▶ [Directions]
Will you give every entry again exactly as it stands?

▶ [Data for review]
▬▬▬
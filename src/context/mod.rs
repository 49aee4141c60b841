//! Per-path register state and the execution graph built from it.

mod execution_graph;
mod execution_node;
mod method_state;

pub use execution_graph::ExecutionGraph;
pub use execution_node::{ExecutionNode, NodeId};
pub use method_state::{MethodState, Register};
▬▬▬
▶ [Written response]
filename src/context/mod.rs
repository 49aee4141c60b841
//! Per-path register state and the execution graph built from it.

mod execution_graph;
mod execution_node;
mod method_state;

pub use execution_graph::ExecutionGraph;
pub use execution_node::{ExecutionNode, NodeId};
pub use method_state::{MethodState, Register};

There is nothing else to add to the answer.